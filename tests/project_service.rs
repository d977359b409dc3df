//! Project service against in-memory collaborators

mod helpers;

use helpers::*;
use pipeplane::compile::OwnerRef;
use pipeplane::error::{Code, ServiceError};
use pipeplane::persistence::{InMemoryStateStore, StateStore};
use pipeplane::server::{DataSource, InMemoryJobQueue, Project, ProjectService, Workspace};
use std::sync::Arc;

fn service(queue: Arc<InMemoryJobQueue>) -> (Arc<InMemoryStateStore>, ProjectService) {
    let store = Arc::new(InMemoryStateStore::new());
    let service = ProjectService::new(store.clone(), queue);
    (store, service)
}

fn git_project(name: &str) -> Project {
    Project::new(name).with_data_source(DataSource::Git {
        url: "https://example.com/repo.git".to_string(),
        path: None,
        reference: None,
    })
}

#[tokio::test]
async fn test_upsert_pipelines_persists_compiled_protos() {
    let (store, service) = service(Arc::new(InMemoryJobQueue::new()));
    service.upsert_project(Project::new("foo")).await.unwrap();

    let config = load_fixture("nested_pipes.yaml");
    let owners = service.upsert_pipelines(&config).await.unwrap();
    assert_eq!(
        owners,
        vec![OwnerRef::new("foo", "nested"), OwnerRef::new("foo", "foo")]
    );

    let stored = store.pipeline_get(&OwnerRef::new("foo", "nested")).await.unwrap();
    assert!(stored.is_some());
    assert_eq!(store.pipeline_list("foo").await.unwrap().len(), 2);
}

#[tokio::test]
async fn test_upsert_pipelines_compile_failure_stores_nothing() {
    let (store, service) = service(Arc::new(InMemoryJobQueue::new()));
    service.upsert_project(Project::new("foo")).await.unwrap();

    let config = load_fixture("invalid_step.yaml");
    let err = service.upsert_pipelines(&config).await.unwrap_err();
    assert_eq!(err.code(), Code::Internal);
    assert!(store.pipeline_list("foo").await.unwrap().is_empty());
}

#[tokio::test]
async fn test_upsert_pipelines_requires_project() {
    let (_store, service) = service(Arc::new(InMemoryJobQueue::new()));
    let err = service
        .upsert_pipelines(&load_fixture("exec_step.yaml"))
        .await
        .unwrap_err();
    assert!(matches!(err, ServiceError::NotFound(_)));
}

#[tokio::test]
async fn test_git_project_queues_init_per_workspace() {
    let queue = Arc::new(InMemoryJobQueue::new());
    let (store, service) = service(queue.clone());
    store.workspace_put(&Workspace::new("dev")).await.unwrap();
    store.workspace_put(&Workspace::new("prod")).await.unwrap();

    service.upsert_project(git_project("foo")).await.unwrap();

    let jobs = queue.jobs().await;
    let workspaces: Vec<&str> = jobs.iter().map(|j| j.job.workspace.as_str()).collect();
    assert_eq!(workspaces, vec!["dev", "prod"]);
    assert!(jobs.iter().all(|j| j.job.application.project == "foo"));
}

#[tokio::test]
async fn test_queue_failure_aborts_remaining_workspaces() {
    let queue = Arc::new(InMemoryJobQueue::with_capacity(1));
    let (store, service) = service(queue.clone());
    store.workspace_put(&Workspace::new("dev")).await.unwrap();
    store.workspace_put(&Workspace::new("prod")).await.unwrap();

    let err = service.upsert_project(git_project("foo")).await.unwrap_err();
    assert_eq!(err.code(), Code::Unavailable);
    assert!(err.to_string().starts_with("failed queueing init job"));

    // The first job stays queued and the project itself was stored
    assert_eq!(queue.jobs().await.len(), 1);
    assert!(store.project_get("foo").await.unwrap().is_some());
}
use anyhow::{Context, Result};
use pipeplane::cli::commands::{ApplyCommand, CompileCommand, ShowCommand, ValidateCommand};
use pipeplane::cli::output::*;
use pipeplane::cli::{Cli, Command};
use pipeplane::core::{load, Config, EvalContext, LoadOptions};
use pipeplane::persistence::{InMemoryStateStore, StateStore};
use pipeplane::server::{InMemoryJobQueue, Project, ProjectService};
use std::sync::Arc;
use tracing::Level;
use tracing_subscriber::FmtSubscriber;

#[tokio::main]
async fn main() -> Result<()> {
    let cli = Cli::from_args();

    // Initialize logging
    let log_level = if cli.verbose { Level::DEBUG } else { Level::INFO };
    let subscriber = FmtSubscriber::builder()
        .with_max_level(log_level)
        .with_writer(std::io::stderr)
        .finish();
    tracing::subscriber::set_global_default(subscriber)
        .context("Failed to set logging subscriber")?;

    let options = LoadOptions::new().with_workspace(cli.workspace.clone());

    // Execute command
    match &cli.command {
        Command::Validate(cmd) => validate_config(cmd, &options)?,
        Command::Compile(cmd) => compile_config(cmd, &options)?,
        Command::Show(cmd) => show_pipeline(cmd, &options)?,
        Command::Apply(cmd) => apply_config(cmd, &options).await?,
    }

    Ok(())
}

/// Load a configuration, exiting with a formatted error on failure
fn load_or_exit(file: &str, options: &LoadOptions) -> Config {
    match load(file, options) {
        Ok(config) => config,
        Err(e) => {
            println!("{}", format_config_error(&e));
            std::process::exit(1);
        }
    }
}

fn validate_config(cmd: &ValidateCommand, options: &LoadOptions) -> Result<()> {
    println!("{} Validating configuration...", INFO);

    let config = load_or_exit(&cmd.file, options);
    println!("{} Configuration is valid!", CHECK);
    println!("  Project: {}", style(&config.project).bold());
    println!("  Pipelines: {}", style(config.pipelines().len()).cyan());
    println!("  Applications: {}", style(config.apps.len()).cyan());

    Ok(())
}

fn compile_config(cmd: &CompileCommand, options: &LoadOptions) -> Result<()> {
    let config = load_or_exit(&cmd.file, options);

    let protos = match config.pipeline_protos() {
        Ok(protos) => protos,
        Err(e) => {
            println!("{}", format_config_error(&e));
            std::process::exit(1);
        }
    };

    if cmd.json {
        println!("{}", serde_json::to_string_pretty(&protos)?);
        return Ok(());
    }

    println!(
        "{} Compiled {} pipeline(s) for project {}",
        CHECK,
        style(protos.len()).cyan(),
        style(&config.project).bold()
    );
    for proto in &protos {
        print!("{}", format_compiled(proto));
    }

    Ok(())
}

fn show_pipeline(cmd: &ShowCommand, options: &LoadOptions) -> Result<()> {
    let config = load_or_exit(&cmd.file, options);

    let ctx = if cmd.var.is_empty() {
        None
    } else {
        Some(
            cmd.var
                .iter()
                .fold(EvalContext::new(), |ctx, (k, v)| ctx.with_variable(k, v)),
        )
    };

    match config.pipeline(&cmd.pipeline, ctx.as_ref()) {
        Ok(Some(pipeline)) => {
            print!("{}", format_pipeline(pipeline));
            let refs: Vec<&str> = pipeline.references().collect();
            if !refs.is_empty() {
                println!("{} References: {}", INFO, refs.join(", "));
            }
        }
        Ok(None) => {
            println!("{} Pipeline {} not found", WARN, style(&cmd.pipeline).bold());
            std::process::exit(1);
        }
        Err(e) => {
            println!("{}", format_config_error(&e));
            std::process::exit(1);
        }
    }

    Ok(())
}

async fn apply_config(cmd: &ApplyCommand, options: &LoadOptions) -> Result<()> {
    let config = load_or_exit(&cmd.file, options);

    // Set up persistence
    let store: Arc<dyn StateStore> = if cmd.in_memory {
        Arc::new(InMemoryStateStore::new())
    } else {
        open_store(cmd.db.as_deref()).await?
    };
    let service = ProjectService::new(store.clone(), Arc::new(InMemoryJobQueue::new()));

    if store.project_get(&config.project).await?.is_none() {
        service
            .upsert_project(Project::new(config.project.clone()))
            .await
            .context("Failed to create project")?;
        println!("{} Created project {}", INFO, style(&config.project).bold());
    }

    for app in &config.apps {
        service
            .upsert_application(&config.project, &app.name, None)
            .await
            .with_context(|| format!("Failed to register application {}", app.name))?;
    }

    match service.upsert_pipelines(&config).await {
        Ok(owners) => {
            println!(
                "{} Stored {} pipeline(s)",
                CHECK,
                style(owners.len()).cyan()
            );
            for owner in owners {
                println!("  {}", style(owner).bold());
            }
            Ok(())
        }
        Err(e) => {
            println!("{} [{}] {}", CROSS, style(e.code()).yellow(), style(&e).red());
            std::process::exit(1);
        }
    }
}

#[cfg(feature = "sqlite")]
async fn open_store(db: Option<&str>) -> Result<Arc<dyn StateStore>> {
    use pipeplane::persistence::SqliteStateStore;

    let store = match db {
        Some(path) => SqliteStateStore::new(path).await?,
        None => SqliteStateStore::with_default_path().await?,
    };
    Ok(Arc::new(store))
}

#[cfg(not(feature = "sqlite"))]
async fn open_store(_db: Option<&str>) -> Result<Arc<dyn StateStore>> {
    anyhow::bail!("built without sqlite support; use --in-memory")
}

**Work item**:
An exact copy of the lines above, from the one containing "async fn test_queue_failure_aborts_remaining_workspaces()" through the one containing "to set logging", is the whole of the answer.

**Answer section**:
async fn test_queue_failure_aborts_remaining_workspaces() {
    let queue = Arc::new(InMemoryJobQueue::with_capacity(1));
    let (store, service) = service(queue.clone());
    store.workspace_put(&Workspace::new("dev")).await.unwrap();
    store.workspace_put(&Workspace::new("prod")).await.unwrap();

    let err = service.upsert_project(git_project("foo")).await.unwrap_err();
    assert_eq!(err.code(), Code::Unavailable);
    assert!(err.to_string().starts_with("failed queueing init job"));

    // The first job stays queued and the project itself was stored
    assert_eq!(queue.jobs().await.len(), 1);
    assert!(store.project_get("foo").await.unwrap().is_some());
}
use anyhow::{Context, Result};
use pipeplane::cli::commands::{ApplyCommand, CompileCommand, ShowCommand, ValidateCommand};
use pipeplane::cli::output::*;
use pipeplane::cli::{Cli, Command};
use pipeplane::core::{load, Config, EvalContext, LoadOptions};
use pipeplane::persistence::{InMemoryStateStore, StateStore};
use pipeplane::server::{InMemoryJobQueue, Project, ProjectService};
use std::sync::Arc;
use tracing::Level;
use tracing_subscriber::FmtSubscriber;

#[tokio::main]
async fn main() -> Result<()> {
    let cli = Cli::from_args();

    // Initialize logging
    let log_level = if cli.verbose { Level::DEBUG } else { Level::INFO };
    let subscriber = FmtSubscriber::builder()
        .with_max_level(log_level)
        .with_writer(std::io::stderr)
        .finish();
    tracing::subscriber::set_global_default(subscriber)
        .context("Failed to set logging subscriber")?;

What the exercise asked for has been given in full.